What’s Ailing Women Football?

FIFA estimates that more than 750 Million television viewers watched at least 60 seconds of action during the 2015 Women World Cup in Canada. The final between the US and Japan was the most watched soccer match in US Television history with 25.4 Million tuning in. The tournament also broke television viewing records in Canada, France, Japan, Australia, Brazil, China, South Korea and Norway for Women Football.

Women Football is heavily reliant on the spectacle of international tournaments to widen its popularity. The struggle has been to sustain that interest and make it bleed into Women Club Football. Women World Cup fall in the “in between” years, when there is no men’s World Cup or European Championship, which makes it ripe for strong television viewing and attendance figures.
In the US, soccer is more readily accepted as women’s sport. The sport history is not shrouded in the same patriarchal cultural baggage as it is in much of Europe. In recent years, other nations have risen to challenge the US dominance such as Japan and Germany. Lately, teams such as France and England have developed pleasingly while the Brazilian national side is no longer just 10 girls and Marta. The international picture is panning out to be more competitive, which will only serve to generate more interest.

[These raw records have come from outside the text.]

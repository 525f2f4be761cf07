//! Reconciliation of job-accounting history into a restart plan.
//!
//! The flow is query, parse, resolve array tasks, classify, resubmit. The
//! whole record set is classified before anything is resubmitted, so the node
//! ban list is complete for every resubmission.

use anyhow::{anyhow, Result};
use std::collections::{BTreeMap, BTreeSet};
use std::fs;
use std::path::{Path, PathBuf};
use tracing::{debug, info, warn};

use crate::cluster::{parse_sbatch_job_id, sbatch_args, ClusterClient, HistoryQuery};
use crate::sacct::{parse_history, HistoryRecord, JobState};

#[derive(Debug, Clone, Default, PartialEq, Eq)]
pub struct ReconcileOptions {
    pub start_id: u64,
    pub end_id: Option<u64>,
    /// Restrict restarts to this state (matched after normalization).
    pub state: Option<String>,
    pub include_failed: bool,
    pub restart_cancelled: bool,
    pub exclude_nodes: bool,
}

impl ReconcileOptions {
    pub fn action_states(&self) -> BTreeSet<JobState> {
        let mut states = BTreeSet::from([JobState::Timeout, JobState::Preempted]);
        if self.include_failed {
            states.insert(JobState::Failed);
        }
        if self.restart_cancelled {
            states.insert(JobState::Cancelled);
        }
        states
    }

    fn in_id_range(&self, record: &HistoryRecord) -> bool {
        record.job_id >= self.start_id && self.end_id.map_or(true, |end| record.job_id <= end)
    }

    fn matches_state_filter(&self, state: &JobState) -> bool {
        self.state
            .as_deref()
            .map_or(true, |wanted| JobState::parse(&wanted.to_ascii_uppercase()) == *state)
    }
}

/// Reads array-dispatch files (one script path per line), caching each file.
#[derive(Debug, Default)]
pub struct DispatchFiles {
    cache: BTreeMap<PathBuf, Option<Vec<String>>>,
}

impl DispatchFiles {
    pub fn resolve(&mut self, dispatch: &Path, index: usize) -> Option<String> {
        let lines = self
            .cache
            .entry(dispatch.to_path_buf())
            .or_insert_with(|| match fs::read_to_string(dispatch) {
                Ok(raw) => Some(raw.lines().map(|l| l.trim().to_string()).collect()),
                Err(err) => {
                    debug!(file = %dispatch.display(), "array dispatch file unreadable: {}", err);
                    None
                }
            });
        lines
            .as_ref()?
            .get(index)
            .filter(|line| !line.is_empty())
            .cloned()
    }
}

/// Replaces the dispatch file of array-task records with the task's script.
/// Records that cannot be resolved are dropped.
pub fn resolve_array_tasks(
    records: Vec<HistoryRecord>,
    dispatch: &mut DispatchFiles,
) -> Vec<HistoryRecord> {
    records
        .into_iter()
        .filter_map(|mut record| {
            let Some(index) = record.task_index else {
                return Some(record);
            };
            match dispatch.resolve(Path::new(&record.script), index) {
                Some(script) => {
                    record.script = script;
                    Some(record)
                }
                None => {
                    debug!(
                        job = %record.display_id(),
                        dispatch = %record.script,
                        "dropping array task without a resolvable script"
                    );
                    None
                }
            }
        })
        .collect()
}

/// An actionable record that was not restarted because its script was seen
/// running, pending or completed.
#[derive(Debug, Clone, PartialEq, Eq)]
pub struct HandledJob {
    pub record: HistoryRecord,
    pub settled_by: JobState,
}

#[derive(Debug, Clone, Default, PartialEq, Eq)]
pub struct RestartPlan {
    /// Latest actionable record per resolved script.
    pub restarts: BTreeMap<String, HistoryRecord>,
    pub banned: BTreeSet<String>,
    pub handled: Vec<HandledJob>,
}

impl RestartPlan {
    pub fn banned_nodes(&self) -> Vec<String> {
        self.banned.iter().cloned().collect()
    }
}

/// Classifies resolved records, in query order, into a restart plan.
pub fn plan_restarts(records: &[HistoryRecord], options: &ReconcileOptions) -> RestartPlan {
    let action_states = options.action_states();
    let mut plan = RestartPlan::default();
    let mut settled: BTreeMap<String, JobState> = BTreeMap::new();

    for record in records {
        if record.state == JobState::Failed && options.exclude_nodes {
            if let Some(nodes) = record.assigned_nodes() {
                plan.banned.insert(nodes.to_string());
            }
        }
        if !options.in_id_range(record) {
            debug!(job = %record.display_id(), "outside id range");
            continue;
        }
        if record.state.is_settled() {
            settled.insert(record.script.clone(), record.state.clone());
            if let Some(previous) = plan.restarts.remove(&record.script) {
                debug!(
                    script = %record.script,
                    "job {} is {}, no restart needed",
                    record.display_id(),
                    record.state
                );
                plan.handled.push(HandledJob {
                    record: previous,
                    settled_by: record.state.clone(),
                });
            }
            continue;
        }
        if !action_states.contains(&record.state) || !options.matches_state_filter(&record.state) {
            continue;
        }
        if let Some(state) = settled.get(&record.script) {
            debug!(script = %record.script, "already {}, ignoring {}", state, record.state);
            plan.handled.push(HandledJob {
                record: record.clone(),
                settled_by: state.clone(),
            });
            continue;
        }
        plan.restarts.insert(record.script.clone(), record.clone());
    }
    plan
}

#[derive(Debug, Clone, PartialEq, Eq)]
pub struct RestartOutcome {
    pub script: String,
    pub original: HistoryRecord,
    /// `sbatch` arguments issued (or, in a dry run, that would be issued).
    pub args: Vec<String>,
    pub job_id: Option<u64>,
    pub error: Option<String>,
}

impl RestartOutcome {
    pub fn command_line(&self) -> String {
        format!("sbatch {}", crate::shell_join(&self.args))
    }
}

#[derive(Debug, Clone, PartialEq, Eq)]
pub struct RestartReport {
    pub dry: bool,
    pub records: usize,
    pub plan: RestartPlan,
    pub outcomes: Vec<RestartOutcome>,
}

impl RestartReport {
    pub fn failures(&self) -> usize {
        self.outcomes.iter().filter(|o| o.error.is_some()).count()
    }
}

/// Queries history, classifies it and resubmits the restart set.
///
/// A query error aborts before classification; submission errors are
/// recorded per job.
pub fn run_restart<C: ClusterClient + ?Sized>(
    client: &C,
    query: &HistoryQuery,
    options: &ReconcileOptions,
    dry: bool,
) -> Result<RestartReport> {
    let output = client.query_history(query)?;
    if let Some(err) = output.error() {
        return Err(anyhow!("accounting query failed: {}", err));
    }
    let records = parse_history(&output.stdout);
    let record_count = records.len();
    let records = resolve_array_tasks(records, &mut DispatchFiles::default());
    let plan = plan_restarts(&records, options);
    info!(
        records = record_count,
        restarts = plan.restarts.len(),
        banned = plan.banned.len(),
        "classified job history"
    );

    let banned = plan.banned_nodes();
    let mut outcomes = Vec::with_capacity(plan.restarts.len());
    for (script, original) in &plan.restarts {
        let script_path = Path::new(script);
        let mut outcome = RestartOutcome {
            script: script.clone(),
            original: original.clone(),
            args: sbatch_args(script_path, &banned),
            job_id: None,
            error: None,
        };
        if !dry {
            match client.submit(script_path, &banned) {
                Ok(out) => match out.error() {
                    Some(err) => outcome.error = Some(err.to_string()),
                    None => outcome.job_id = parse_sbatch_job_id(&out.stdout),
                },
                Err(err) => outcome.error = Some(err.to_string()),
            }
            match &outcome.error {
                Some(err) => warn!(script = %script, "resubmission failed: {}", err),
                None => info!(script = %script, job_id = ?outcome.job_id, "resubmitted"),
            }
        }
        outcomes.push(outcome);
    }

    Ok(RestartReport {
        dry,
        records: record_count,
        plan,
        outcomes,
    })
}
//! Hyperparameter axes and their command-line rendering.
//!
//! An axis is one or more co-varying flags plus the value tuples they take.
//! Every value tuple of an axis renders to one argument fragment; a sweep is
//! the cartesian product of the fragments of all axes.

use anyhow::{anyhow, Result};
use serde::Deserialize;
use std::fmt;

#[derive(Debug, Clone, PartialEq, Deserialize)]
#[serde(untagged)]
pub enum ArgValue {
    Bool(bool),
    Int(i64),
    Float(f64),
    Str(String),
}

impl fmt::Display for ArgValue {
    fn fmt(&self, f: &mut fmt::Formatter<'_>) -> fmt::Result {
        match self {
            ArgValue::Bool(b) => write!(f, "{}", b),
            ArgValue::Int(i) => write!(f, "{}", i),
            // Debug keeps a trailing `.0` and switches to exponent notation
            // for very small/large magnitudes (1e-10 rather than 0.0000000001).
            ArgValue::Float(x) => write!(f, "{:?}", x),
            ArgValue::Str(s) => f.write_str(s),
        }
    }
}

/// Renders one `flag value` pair, or `None` when the pair contributes nothing.
///
/// `true` and the empty string render the bare flag, `false` suppresses the
/// flag and an empty flag name renders the bare value.
fn render_pair(flag: &str, value: &ArgValue) -> Option<String> {
    let bare = match value {
        ArgValue::Bool(false) => return None,
        ArgValue::Bool(true) => true,
        ArgValue::Str(s) => s.is_empty(),
        _ => false,
    };
    match (flag.is_empty(), bare) {
        (true, true) => None,
        (true, false) => Some(value.to_string()),
        (false, true) => Some(format!("--{}", flag)),
        (false, false) => Some(format!("--{} {}", flag, value)),
    }
}

/// Renders a single flag as a fragment with a leading space (` --flag value`).
pub fn render_flag(flag: &str, value: &ArgValue) -> String {
    render_pair(flag, value)
        .map(|s| format!(" {}", s))
        .unwrap_or_default()
}

/// Renders the fixed flags appended to every job, in declaration order.
pub fn render_fixed(fixed: &[(String, ArgValue)]) -> String {
    fixed
        .iter()
        .map(|(flag, value)| render_flag(flag, value))
        .collect()
}

#[derive(Debug, Clone, PartialEq)]
pub struct Axis {
    flags: Vec<String>,
    values: Vec<Vec<ArgValue>>,
}

impl Axis {
    pub fn single(flag: impl Into<String>, values: Vec<ArgValue>) -> Self {
        Self {
            flags: vec![flag.into()],
            values: values.into_iter().map(|v| vec![v]).collect(),
        }
    }

    pub fn multi(flags: Vec<String>, values: Vec<Vec<ArgValue>>) -> Result<Self> {
        if flags.is_empty() {
            return Err(anyhow!("axis must name at least one flag"));
        }
        for (i, tuple) in values.iter().enumerate() {
            if tuple.len() != flags.len() {
                return Err(anyhow!(
                    "axis ({}) value #{} has {} elements, expected {}",
                    flags.join(", "),
                    i,
                    tuple.len(),
                    flags.len()
                ));
            }
        }
        Ok(Self { flags, values })
    }

    pub fn flags(&self) -> &[String] {
        &self.flags
    }

    pub fn len(&self) -> usize {
        self.values.len()
    }

    pub fn is_empty(&self) -> bool {
        self.values.is_empty()
    }

    /// One fragment per value tuple, each either empty or starting with a space.
    pub fn fragments(&self) -> Vec<String> {
        self.values
            .iter()
            .map(|tuple| {
                let parts = self
                    .flags
                    .iter()
                    .zip(tuple)
                    .filter_map(|(flag, value)| render_pair(flag, value))
                    .collect::<Vec<_>>();
                if parts.is_empty() {
                    String::new()
                } else {
                    format!(" {}", parts.join(" "))
                }
            })
            .collect()
    }
}

/// Cartesian product of the axis fragments, last axis varying fastest.
///
/// No axes yield a single empty combination.
pub fn cartesian(axes: &[Axis]) -> Vec<Vec<String>> {
    let mut combos: Vec<Vec<String>> = vec![Vec::new()];
    for axis in axes {
        let fragments = axis.fragments();
        let mut next = Vec::with_capacity(combos.len() * fragments.len());
        for combo in &combos {
            for fragment in &fragments {
                let mut extended = combo.clone();
                extended.push(fragment.clone());
                next.push(extended);
            }
        }
        combos = next;
    }
    combos
}

#[derive(Debug, Clone, Deserialize)]
#[serde(untagged)]
pub enum AxisEntry {
    Tuple(Vec<ArgValue>),
    Scalar(ArgValue),
}

/// Axis as written in a sweep file: either `flag` with scalar values or
/// `flags` with one tuple per value.
#[derive(Debug, Clone, Deserialize)]
#[serde(deny_unknown_fields)]
pub struct AxisConfig {
    #[serde(default)]
    pub flag: Option<String>,
    #[serde(default)]
    pub flags: Option<Vec<String>>,
    pub values: Vec<AxisEntry>,
}

impl TryFrom<AxisConfig> for Axis {
    type Error = anyhow::Error;

    fn try_from(config: AxisConfig) -> Result<Self> {
        let flags = match (config.flag, config.flags) {
            (Some(flag), None) => vec![flag],
            (None, Some(flags)) => flags,
            (Some(_), Some(_)) => {
                return Err(anyhow!("axis sets both `flag` and `flags`"));
            }
            (None, None) => return Err(anyhow!("axis needs `flag` or `flags`")),
        };
        let values = config
            .values
            .into_iter()
            .map(|entry| match entry {
                AxisEntry::Tuple(tuple) => tuple,
                AxisEntry::Scalar(value) => vec![value],
            })
            .collect();
        Axis::multi(flags, values)
    }
}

One must be careful not to compare women’s football with top level men’s football. Women’s Football is played in a different style, for a start. But the concept of women’s football is still in its infancy. In England, women were banned from organizing themselves professionally in football until the 1970s. Women Football is bridging a gap of around 100 years of development compared to the men’s game. The tectonic plates of the domestic game in women’s football continue to collide. With the suffocating coverage of men’s football and the rolling soap opera of La Liga, the Premier League and the Champions League the women leagues struggle to be noticed.

India women national side holds a higher FIFA ranking than their male counterparts. It remains a mystery that such a populous country with a consuming passion for football continues to have such an uninspiring participative legacy. The Indian Super League was founded in 2013 with the ultimate aim of creating a flourishing domestic football scene. The women’s game in this sprawling nation requires a similar notion to put itself on the emerging map of women’s football.